Deep learning in general and convolutional neural networks (CNN) in particular have
demonstrated spectacular success on a variety of tasks becoming a de facto standard in machine learning. Deep learning techniques allow to train the parameters of the network completely automatically from the data. However, architectural choices such as the number and the specific topology of the layers are usually designed by hand.
In fact, the most successful CNN architectures in use today were designed by trial
and error. Neural Architecture Search (NAS) aims at automating the design of neural network architectures for a given task. Being part of a larger automated machine learning (AutoML) trend, it promises to alleviate the scarcity of machine learning experts needed to design custom architectures, and do this task better than humans.
While being a very popular tool in modern machine learning arsenal, CNNs are
typically very demanding computationally at inference time. One of the main ways to alleviate this burden is quantization relying on the use of low-precision arithmetic representation for the weights and the activations, leading to more efficient arithmetic operations. The resulting reduction of computational complexity depends on the exact hardware platform, but is typically significant. One of the big questions in designing a quantized neural network is how to allocate bit widths to different filters achieving optimal tradeoff between computational complexity and loss in accuracy. Another popular method that has so far been studied independently is the pruning of the number of filters in each layer.

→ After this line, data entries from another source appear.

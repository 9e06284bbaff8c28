//! End-to-end pipeline behavior with the built-in stages.

use bytes::Bytes;
use http::StatusCode;
use http_body_util::{BodyExt, Full};
use vista_core::{handle_error, writer_is_done, StatusError};
use vista_middleware::stages::{RequestIdMiddleware, WrapWriterMiddleware, REQUEST_ID_HEADER};
use vista_middleware::{FnMiddleware, Middleware, Pipeline, Request};

fn request(path: &str) -> Request {
    http::Request::builder()
        .uri(path)
        .body(Full::new(Bytes::new()))
        .unwrap()
}

/// Responds with an error only when nothing was written further in.
fn fallback() -> impl Middleware {
    FnMiddleware::new("fallback", |ctx, writer, request, next| {
        Box::pin(async move {
            next.run(ctx, writer, request).await;
            if writer_is_done(writer) == Ok(false) {
                let err = StatusError::new(404, "nothing here");
                let _ = handle_error(writer, Some(&err));
            }
        })
    })
}

#[tokio::test]
async fn untouched_writer_gets_fallback_response() {
    let pipeline = Pipeline::builder()
        .stage(RequestIdMiddleware::new())
        .stage(WrapWriterMiddleware::new())
        .stage(fallback())
        .build();

    let response = pipeline.handle(request("/missing")).await;
    assert_eq!(response.status(), StatusCode::NOT_FOUND);
    assert!(response.headers().contains_key(REQUEST_ID_HEADER));

    let body = response.into_body().collect().await.unwrap().to_bytes();
    assert_eq!(&body[..], b"Error 404: nothing here");
}

#[tokio::test]
async fn handler_response_is_left_alone() {
    let pipeline = Pipeline::builder()
        .stage(WrapWriterMiddleware::new())
        .stage(fallback())
        .handler(|_ctx, writer, _req| {
            Box::pin(async move {
                writer.write_header(StatusCode::CREATED);
                let _ = writer.write_all(b"made");
            })
        })
        .build();

    let response = pipeline.handle(request("/things")).await;
    assert_eq!(response.status(), StatusCode::CREATED);

    let body = response.into_body().collect().await.unwrap().to_bytes();
    assert_eq!(&body[..], b"made");
}
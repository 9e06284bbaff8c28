//! # Vista
//!
//! **MVC-style middleware for HTTP handlers**
//!
//! - **Done tracking**: know whether a handler already responded
//! - **Status errors**: errors that carry their HTTP status
//! - **Stash**: a per-request map handlers fill and templates read
//! - **Views**: render a template from the stash when the handler wrote
//!   nothing
//!
//! ## Quick Start
//!
//! ```rust,ignore
//! use vista::prelude::*;
//!
//! #[tokio::main]
//! async fn main() -> Result<(), Box<dyn std::error::Error>> {
//!     let config = ConfigLoader::new()
//!         .with_optional_file("vista.toml")?
//!         .with_env_prefix("VISTA")
//!         .load()?;
//!     vista::telemetry::init_telemetry(&config.telemetry_config())?;
//!
//!     let pipeline = Pipeline::builder()
//!         .stage(RequestIdMiddleware::new())
//!         .stage(ViewMiddleware::from_settings(&config.view))
//!         .handler(|ctx, _writer, _req| {
//!             Box::pin(async move {
//!                 if let Some(stash) = ctx.stash_mut() {
//!                     stash.insert("Name", "world");
//!                 }
//!             })
//!         })
//!         .build();
//!
//!     // Hand `pipeline.process(...)` to your server's request loop.
//!     Ok(())
//! }
//! ```
//!
//! ## Flow
//!
//! ```text
//! Request → RequestId → View ─┬─► Handler (fills stash)
//!                             │
//! Response ◄──────────────────┴── render template unless handler wrote
//! ```

#![doc(html_root_url = "https://docs.rs/vista/0.1.0")]
#![warn(missing_docs)]
#![forbid(unsafe_code)]

pub use vista_core as core;

pub use vista_middleware as middleware;

pub use vista_view as view;

pub use vista_config as config;

pub use vista_telemetry as telemetry;

/// Prelude module for convenient imports.
///
/// ```
/// use vista::prelude::*;
///
/// let err = StatusError::new(404, "missing");
/// assert_eq!(status_code(Some(&err)), 404);
/// ```
pub mod prelude {
    pub use vista_core::{
        handle_error, status_code, writer_is_done, DoneWriter, RemoteAddr, RequestId,
        ResponseRecorder, ResponseWriter, StatusCoder, StatusError,
    };

    pub use vista_middleware::stages::{RequestIdMiddleware, WrapWriterMiddleware};
    pub use vista_middleware::{
        BoxFuture, Middleware, MiddlewareContext, Next, Pipeline, Request, Response,
    };

    pub use vista_view::{keys, FuncMap, Stash, StashExt, Value, ViewMiddleware};

    pub use vista_config::{ConfigLoader, VistaConfig};
}
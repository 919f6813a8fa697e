use axum::{Extension, Json, extract::State};
use std::sync::Arc;

use super::types::{ChangePasswordRequest, MessageResponse};
use super::{ApiError, ApiResponse, AppState};
use crate::services::CurrentUser;
use crate::workspace::UserSettings;

/// GET /settings
/// Current user's settings; baseline defaults on first access
pub async fn get_settings(
    State(state): State<Arc<AppState>>,
    Extension(user): Extension<CurrentUser>,
) -> Result<Json<ApiResponse<UserSettings>>, ApiError> {
    let settings = state.workspaces.get_settings(&user.username).await?;
    Ok(Json(ApiResponse::success(settings)))
}

/// POST /settings
/// Replace the current user's settings document
pub async fn update_settings(
    State(state): State<Arc<AppState>>,
    Extension(user): Extension<CurrentUser>,
    Json(settings): Json<UserSettings>,
) -> Result<Json<ApiResponse<MessageResponse>>, ApiError> {
    state
        .workspaces
        .set_settings(&user.username, &settings)
        .await?;

    Ok(Json(ApiResponse::success(MessageResponse {
        message: "Settings updated successfully".to_string(),
    })))
}

/// POST /settings/reset
/// Restore the baseline settings document
pub async fn reset_settings(
    State(state): State<Arc<AppState>>,
    Extension(user): Extension<CurrentUser>,
) -> Result<Json<ApiResponse<UserSettings>>, ApiError> {
    let settings = state.workspaces.reset_settings(&user.username).await?;
    Ok(Json(ApiResponse::success(settings)))
}

/// POST /settings/password
/// Change own password (requires the old password)
pub async fn change_password(
    State(state): State<Arc<AppState>>,
    Extension(user): Extension<CurrentUser>,
    Json(payload): Json<ChangePasswordRequest>,
) -> Result<Json<ApiResponse<MessageResponse>>, ApiError> {
    state
        .identity
        .change_password(&user, &payload.old_password, &payload.new_password)
        .await?;

    Ok(Json(ApiResponse::success(MessageResponse {
        message: "Password changed successfully".to_string(),
    })))
}
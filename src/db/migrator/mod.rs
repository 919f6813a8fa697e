use sea_orm_migration::prelude::*;

mod m20260301_add_users;

pub struct Migrator;

#[async_trait::async_trait]
impl MigratorTrait for Migrator {
    fn migrations() -> Vec<Box<dyn MigrationTrait>> {
        vec![Box::new(m20260301_add_users::Migration)]
    }
}
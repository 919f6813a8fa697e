//! Per-user workspaces.
//!
//! Every user owns one directory tree under `<data_dir>/users/<username>`
//! holding uploads, translation outputs, a settings document, and the
//! translation history. Paths are derived from the authenticated username
//! only — the username charset enforced at registration is what makes the
//! join safe — and client-supplied path fragments never participate.
//!
//! History and settings are JSON documents written via temp-file-then-
//! rename, with a per-user async lock serializing read-modify-write
//! cycles. Different users share nothing and need no coordination.

use serde::{Deserialize, Serialize};
use std::collections::HashMap;
use std::path::{Path, PathBuf};
use std::sync::Arc;
use thiserror::Error;
use tokio::sync::Mutex;
use uuid::Uuid;

#[derive(Debug, Error)]
pub enum WorkspaceError {
    #[error("Task not found")]
    NotFound,

    #[error(transparent)]
    Io(#[from] std::io::Error),

    #[error("Corrupt workspace document: {0}")]
    Corrupt(#[from] serde_json::Error),
}

/// Per-user translation settings document.
///
/// Unrecognized fields land in `advanced`; missing fields fall back to
/// the fixed baseline below on first access.
#[derive(Debug, Clone, Serialize, Deserialize, PartialEq)]
#[serde(default)]
pub struct UserSettings {
    /// Translation service name (e.g. "google", "openai").
    pub service: String,

    /// Custom service endpoint, when the service supports one.
    pub endpoint: Option<String>,

    /// Service API key. Stored per user, never logged.
    pub api_key: Option<String>,

    pub lang_from: String,

    pub lang_to: String,

    /// Page-range selection ("1-5,8"), empty means all pages.
    pub pages: Option<String>,

    /// Bypass the engine's translation cache.
    pub ignore_cache: bool,

    /// Free-form advanced options passed through to the engine.
    pub advanced: HashMap<String, serde_json::Value>,
}
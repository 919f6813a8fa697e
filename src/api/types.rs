use serde::{Deserialize, Serialize};
use uuid::Uuid;

use crate::services::SettingsOverlay;

/// Machine-readable error kind plus human-readable detail. The kind is
/// the wire contract; the detail is advisory.
#[derive(Debug, Serialize)]
pub struct ErrorBody {
    pub kind: &'static str,
    pub detail: String,
}

#[derive(Debug, Serialize)]
pub struct ApiResponse<T> {
    pub success: bool,
    #[serde(skip_serializing_if = "Option::is_none")]
    pub data: Option<T>,
    #[serde(skip_serializing_if = "Option::is_none")]
    pub error: Option<ErrorBody>,
}

impl<T> ApiResponse<T> {
    pub const fn success(data: T) -> Self {
        Self {
            success: true,
            data: Some(data),
            error: None,
        }
    }

    pub fn error(kind: &'static str, detail: impl Into<String>) -> Self {
        Self {
            success: false,
            data: None,
            error: Some(ErrorBody {
                kind,
                detail: detail.into(),
            }),
        }
    }
}

// ============================================================================
// Request/Response Types
// ============================================================================

#[derive(Debug, Deserialize)]
pub struct SetupRequest {
    pub username: String,
    pub password: String,
}

#[derive(Debug, Deserialize)]
pub struct LoginRequest {
    pub username: String,
    pub password: String,
}

#[derive(Debug, Deserialize)]
pub struct RegisterRequest {
    pub username: String,
    pub password: String,
}

#[derive(Debug, Deserialize)]
pub struct ChangePasswordRequest {
    pub old_password: String,
    pub new_password: String,
}

#[derive(Debug, Serialize)]
pub struct AuthStatusDto {
    pub setup_required: bool,
    pub version: &'static str,
}

#[derive(Debug, Serialize)]
pub struct SessionDto {
    pub token: String,
    pub username: String,
    pub is_admin: bool,
}

#[derive(Debug, Serialize)]
pub struct UserDto {
    pub username: String,
    pub is_admin: bool,
    pub created_at: String,
}

#[derive(Debug, Serialize)]
pub struct MessageResponse {
    pub message: String,
}

#[derive(Debug, Serialize)]
pub struct UploadDto {
    pub file_id: Uuid,
    pub filename: String,
}

#[derive(Debug, Deserialize)]
pub struct TranslateRequest {
    pub file_id: Uuid,
    #[serde(default)]
    pub settings: SettingsOverlay,
}

#[derive(Debug, Serialize)]
pub struct TranslateDto {
    pub task_id: Uuid,
}
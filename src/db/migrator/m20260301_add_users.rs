use crate::entities::prelude::*;
use sea_orm_migration::prelude::*;
use sea_orm_migration::sea_orm::Schema;

#[derive(DeriveMigrationName)]
pub struct Migration;

// No seed row here: the first (admin) user is created through the
// /api/auth/setup bootstrap endpoint, never with a default password.
#[async_trait::async_trait]
impl MigrationTrait for Migration {
    async fn up(&self, manager: &SchemaManager) -> Result<(), DbErr> {
        let backend = manager.get_database_backend();
        let schema = Schema::new(backend);

        manager
            .create_table(
                schema
                    .create_table_from_entity(Users)
                    .if_not_exists()
                    .to_owned(),
            )
            .await?;

        Ok(())
    }

    async fn down(&self, manager: &SchemaManager) -> Result<(), DbErr> {
        manager
            .drop_table(Table::drop().table(Users).to_owned())
            .await?;

        Ok(())
    }
}
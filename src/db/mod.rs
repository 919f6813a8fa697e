use anyhow::Result;
use sea_orm::{ConnectOptions, Database, DatabaseConnection};
use std::path::Path;
use std::time::Duration;
use tracing::info;

use crate::config::SecurityConfig;

pub mod migrator;
pub mod repositories;

pub use repositories::user::User;

#[derive(Clone)]
pub struct Store {
    pub conn: DatabaseConnection,
    security: SecurityConfig,
}

impl Store {
    pub async fn new(db_url: &str, security: SecurityConfig) -> Result<Self> {
        Self::with_pool_options(db_url, security, 5, 1).await
    }

    pub async fn with_pool_options(
        db_url: &str,
        security: SecurityConfig,
        max_connections: u32,
        min_connections: u32,
    ) -> Result<Self> {
        use sea_orm_migration::MigratorTrait;

        // A pooled in-memory SQLite hands each connection its own
        // database; clamp to a single connection.
        let max_connections = if db_url.contains(":memory:") {
            1
        } else {
            max_connections
        };
        let min_connections = min_connections.min(max_connections);

        if !db_url.contains(":memory:") {
            let path_str = db_url.trim_start_matches("sqlite:");
            if let Some(parent) = Path::new(path_str).parent() {
                tokio::fs::create_dir_all(parent).await.ok();
            }
            if !Path::new(path_str).exists() {
                std::fs::File::create(path_str)?;
            }
        }

        let mut opt = ConnectOptions::new(db_url.to_string());
        opt.max_connections(max_connections)
            .min_connections(min_connections)
            .connect_timeout(Duration::from_secs(10))
            .acquire_timeout(Duration::from_secs(10))
            .idle_timeout(Duration::from_secs(300))
            .max_lifetime(Duration::from_secs(600))
            .sqlx_logging(false);

        let conn = Database::connect(opt).await?;

        migrator::Migrator::up(&conn, None).await?;

        info!(
            "Database connected & migrations applied (pool: {}-{})",
            min_connections, max_connections
        );

        Ok(Self {
            conn,
            security,
        })
    }

    #[must_use]
    pub fn user_repo(&self) -> repositories::user::UserRepository {
        repositories::user::UserRepository::new(self.conn.clone(), self.security.clone())
    }

    pub async fn create_user(
        &self,
        username: &str,
        password: &str,
        is_admin: bool,
    ) -> Result<User> {
        self.user_repo().create(username, password, is_admin).await
    }

    pub async fn get_user_by_username(&self, username: &str) -> Result<Option<User>> {
        self.user_repo().get_by_username(username).await
    }

    pub async fn verify_user_password(&self, username: &str, password: &str) -> Result<bool> {
        self.user_repo().verify_password(username, password).await
    }

    pub async fn update_user_password(&self, username: &str, new_password: &str) -> Result<()> {
        self.user_repo()
            .update_password(username, new_password)
            .await
    }

    pub async fn delete_user(&self, username: &str) -> Result<bool> {
        self.user_repo().delete(username).await
    }

    pub async fn list_users(&self) -> Result<Vec<User>> {
        self.user_repo().list().await
    }

    pub async fn count_users(&self) -> Result<u64> {
        self.user_repo().count().await
    }

    pub async fn count_admins(&self) -> Result<u64> {
        self.user_repo().count_admins().await
    }
}
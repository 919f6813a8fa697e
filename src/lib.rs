pub mod api;
pub mod config;
pub mod db;
pub mod entities;
pub mod services;
pub mod workspace;

use clap::{Parser, Subcommand};
use tokio::signal;
use tracing::{error, info};
use tracing_subscriber::EnvFilter;

pub use config::Config;

/// Translatarr - Multi-user web front end for PDF translation
#[derive(Parser)]
#[command(name = "translatarr")]
#[command(author, version, about, long_about = None)]
pub struct Cli {
    #[command(subcommand)]
    pub command: Option<Commands>,
}

#[derive(Subcommand)]
pub enum Commands {
    /// Run the web server (default)
    Serve,

    /// Create default config file
    #[command(alias = "--init")]
    Init,

    /// Reset a user's password from the terminal
    ResetPassword {
        /// Username of the account to reset
        username: String,
    },
}

pub async fn run() -> anyhow::Result<()> {
    let config = Config::load()?;
    config.validate()?;

    let env_filter = EnvFilter::try_from_default_env()
        .unwrap_or_else(|_| EnvFilter::new(&config.general.log_level));

    tracing_subscriber::fmt().with_env_filter(env_filter).init();

    let cli = Cli::parse();

    match cli.command {
        None | Some(Commands::Serve) => serve(config).await,

        Some(Commands::Init) => {
            if Config::create_default_if_missing()? {
                println!("✓ Config file created. Edit config.toml and run again.");
            } else {
                println!("Config file already exists.");
            }
            Ok(())
        }

        Some(Commands::ResetPassword { username }) => reset_password(config, &username).await,
    }
}

async fn serve(config: Config) -> anyhow::Result<()> {
    info!(
        "Translatarr v{} starting...",
        env!("CARGO_PKG_VERSION")
    );

    let port = config.server.port;
    let state = api::create_app_state(config).await?;
    let app = api::router(state);

    let addr = format!("0.0.0.0:{port}");
    let listener = tokio::net::TcpListener::bind(&addr).await?;

    info!("🌐 Web Server running at http://0.0.0.0:{port}");

    axum::serve(listener, app)
        .with_graceful_shutdown(shutdown_signal())
        .await?;

    info!("Server stopped");
    Ok(())
}

async fn shutdown_signal() {
    match signal::ctrl_c().await {
        Ok(()) => info!("Shutdown signal received"),
        Err(e) => error!("Error listening for shutdown: {e}"),
    }
}

/// Terminal-only escape hatch for a locked-out account. Reads the new
/// password from stdin so it never appears in shell history.
async fn reset_password(config: Config, username: &str) -> anyhow::Result<()> {
    use crate::services::identity::validate_password;

    let store = db::Store::new(&config.general.database_path, config.security.clone()).await?;

    let Some(user) = store.get_user_by_username(username).await? else {
        anyhow::bail!("User '{username}' not found");
    };

    println!("New password for '{}':", user.username);
    let mut input = String::new();
    std::io::stdin().read_line(&mut input)?;
    let password = input.trim();

    if let Err(e) = validate_password(password) {
        anyhow::bail!("{e}");
    }

    store.update_user_password(username, password).await?;
    println!("✓ Password updated for '{username}'");

    Ok(())
}
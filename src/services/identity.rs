//! Identity orchestration: bootstrap, login, user management.
//!
//! All credential mutations go through this service and are serialized
//! behind a single async write lock, so check-then-act sequences (setup,
//! duplicate checks, the last-admin guard) cannot interleave. Reads and
//! token validation take no lock.

use thiserror::Error;
use tokio::sync::Mutex;

use crate::db::{Store, User};
use crate::services::session::{SessionError, SessionService};

pub const MIN_PASSWORD_LEN: usize = 6;
const MIN_USERNAME_LEN: usize = 3;
const MAX_USERNAME_LEN: usize = 64;

#[derive(Debug, Error)]
pub enum IdentityError {
    #[error("Initial setup is required")]
    SetupRequired,

    #[error("Setup has already been completed")]
    AlreadyInitialized,

    #[error("{0}")]
    InvalidUsername(String),

    #[error("Password must be at least {MIN_PASSWORD_LEN} characters")]
    WeakPassword,

    #[error("Username is already taken")]
    DuplicateUser,

    #[error("User not found")]
    UserNotFound,

    #[error("Invalid username or password")]
    InvalidCredentials,

    #[error("Admin privileges required")]
    Forbidden,

    #[error("Admins cannot delete their own account")]
    CannotDeleteSelf,

    #[error("At least one admin account must remain")]
    LastAdmin,

    #[error(transparent)]
    Session(#[from] SessionError),

    #[error("Internal error: {0}")]
    Internal(String),
}

impl From<anyhow::Error> for IdentityError {
    fn from(err: anyhow::Error) -> Self {
        Self::Internal(err.to_string())
    }
}

/// The authenticated identity attached to a request after token
/// validation. Workspace paths and authorization decisions derive from
/// this and never from client-supplied fields.
#[derive(Debug, Clone)]
pub struct CurrentUser {
    pub username: String,
    pub is_admin: bool,
}

impl CurrentUser {
    /// The one reusable admin guard — every privileged operation funnels
    /// through here instead of re-checking the bit inline.
    pub const fn require_admin(&self) -> Result<(), IdentityError> {
        if self.is_admin {
            Ok(())
        } else {
            Err(IdentityError::Forbidden)
        }
    }
}

/// A freshly issued session, returned from setup and login.
#[derive(Debug, Clone)]
pub struct AuthSession {
    pub token: String,
    pub username: String,
    pub is_admin: bool,
}

pub struct IdentityService {
    store: Store,
    sessions: SessionService,
    // Serializes all credential-store writes.
    write_lock: Mutex<()>,
}
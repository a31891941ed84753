//! Error types for slot-engine operations.

use thiserror::Error;

/// Errors that can occur while building schedule values.
#[derive(Error, Debug)]
pub enum ScheduleError {
    /// A time range with negative bounds or `end < start`. Raised only at
    /// construction (directly or through deserialization); the query
    /// functions never fail for well-formed inputs.
    #[error("invalid time range [{start}, {end}): bounds must be non-negative with start <= end")]
    InvalidRange { start: i64, end: i64 },
}

/// Convenience alias used throughout slot-engine.
pub type Result<T> = std::result::Result<T, ScheduleError>;
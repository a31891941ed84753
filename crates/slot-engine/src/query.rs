//! The gap sweep that produces schedulable slots.
//!
//! Filters the day's events down to those that block the request, sorts their
//! ranges by start time, then walks the day left to right tracking the latest
//! occupied minute. Every gap at least as long as the requested duration
//! becomes a slot.

use crate::conflict;
use crate::event::{Event, MeetingRequest};
use crate::timerange::TimeRange;

/// Compute every time range in which the requested meeting fits without any
/// requested attendee being double-booked.
///
/// Returned slots are sorted by start time, mutually non-overlapping, and
/// each at least `request.duration_minutes()` long. A gap exactly equal to
/// the duration counts. The call never fails: an empty event list yields the
/// whole day, and a duration longer than the day yields no slots at all.
pub fn find_available_slots(events: &[Event], request: &MeetingRequest) -> Vec<TimeRange> {
    let conflicts = conflict::conflicting_ranges(events, request.attendees());
    let duration = i64::from(request.duration_minutes());

    let mut slots = Vec::new();
    let mut current = TimeRange::START_OF_DAY;

    for next in &conflicts {
        if current >= TimeRange::END_OF_DAY {
            // The rest of the day is already occupied.
            break;
        }
        if next.start() - current >= duration {
            slots.push(TimeRange::new_unchecked(current, next.start()));
        }
        // Overlapping and nested conflicts never move the frontier backwards.
        current = current.max(next.end());
    }

    // Whatever is left after the last conflict, up to and including the final
    // minute of the day.
    if TimeRange::END_OF_DAY - current >= duration {
        slots.push(TimeRange::new_unchecked(current, TimeRange::END_OF_DAY + 1));
    }

    slots
}

/// The earliest schedulable slot, if the day has one.
pub fn find_first_available_slot(events: &[Event], request: &MeetingRequest) -> Option<TimeRange> {
    find_available_slots(events, request).into_iter().next()
}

The present study is an attempt to formulate optimal bit allocation and pruning as a NAS problem, searching for the best configuration of allocated bits satisfying a computational complexity budget while maximizing the model accuracy. While conventional NAS methods apply evolution or reinforcement learning over a discrete and nondifferentiable search space, recently, a differentiable search method has been proposed.

 The method is based on the continuous relaxation of the architecture representation, allowing an efficient search of the architecture using gradient descent. We introduce a differentiable NAS method allowing to find superior heterogeneous architectures, i.e., CNNs in which each filter can be quantized with a different bitwidth or each layer can have a different number of filters, and evaluate its performance.